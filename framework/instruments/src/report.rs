mod in_memory_reporter;

use crate::OperationRecord;

pub use in_memory_reporter::InMemoryReporter;

pub trait ReportCollector {
    fn add_operation(&self, operation_record: &OperationRecord);

    /// Called once at the end of the run.
    fn finalize(&self);
}
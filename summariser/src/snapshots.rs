use itertools::Itertools;
use paging_bench_summary_model::{MetricSeries, QueryCatalog, SeriesMap, SnapshotStore};

/// The saved series of several dataset sizes, in the order the labels were asked for.
#[derive(Debug, Clone, Default)]
pub struct Snapshots {
    by_label: Vec<(String, SeriesMap)>,
}

impl Snapshots {
    /// Load the snapshot for each label. Labels that were never saved are left out.
    pub fn load(store: &impl SnapshotStore, labels: &[String]) -> anyhow::Result<Self> {
        let mut by_label = Vec::with_capacity(labels.len());
        for label in labels {
            let series = store.load(label)?;
            if series.is_empty() {
                log::info!("No results for dataset size {label}, leaving it out");
                continue;
            }

            log::debug!("Loaded {} series for dataset size {label}", series.len());
            by_label.push((label.clone(), series));
        }

        Ok(Self { by_label })
    }

    pub fn from_series(by_label: Vec<(String, SeriesMap)>) -> Self {
        Self { by_label }
    }

    pub fn is_empty(&self) -> bool {
        self.by_label.is_empty()
    }

    pub fn labels(&self) -> impl Iterator<Item = &str> {
        self.by_label.iter().map(|(label, _)| label.as_str())
    }

    pub fn series(&self, dataset_label: &str, scenario: &str) -> Option<&MetricSeries> {
        self.by_label
            .iter()
            .find(|(label, _)| label == dataset_label)
            .and_then(|(_, series)| series.get(scenario))
    }

    /// Every stored scenario key, in order of first appearance across the labels.
    pub fn scenario_keys(&self) -> Vec<&str> {
        let mut keys = Vec::new();
        for (_, series) in &self.by_label {
            for key in series.keys() {
                if !keys.contains(&key.as_str()) {
                    keys.push(key.as_str());
                }
            }
        }
        keys
    }

    /// Every stored scenario key, ordered by position in the catalog. Keys the catalog does not
    /// know follow in order of first appearance.
    pub fn scenario_keys_in(&self, catalog: &QueryCatalog) -> Vec<&str> {
        let order = catalog
            .scenarios()
            .iter()
            .map(|scenario| scenario.label())
            .collect::<Vec<_>>();

        self.scenario_keys()
            .into_iter()
            .sorted_by_key(|key| {
                order
                    .iter()
                    .position(|label| label == key)
                    .unwrap_or(order.len())
            })
            .collect()
    }
}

....

WHAT THE TASK ASKS: Reproduce word for word only the first line of the listing above and each line after it through the line with "fn add_operation(&self, operation_record: &OperationRecord);".

EXPECTED OUTPUT:
filename framework/instruments/src/report.rs
mod in_memory_reporter;

use crate::OperationRecord;

pub use in_memory_reporter::InMemoryReporter;

pub trait ReportCollector {
    fn add_operation(&self, operation_record: &OperationRecord);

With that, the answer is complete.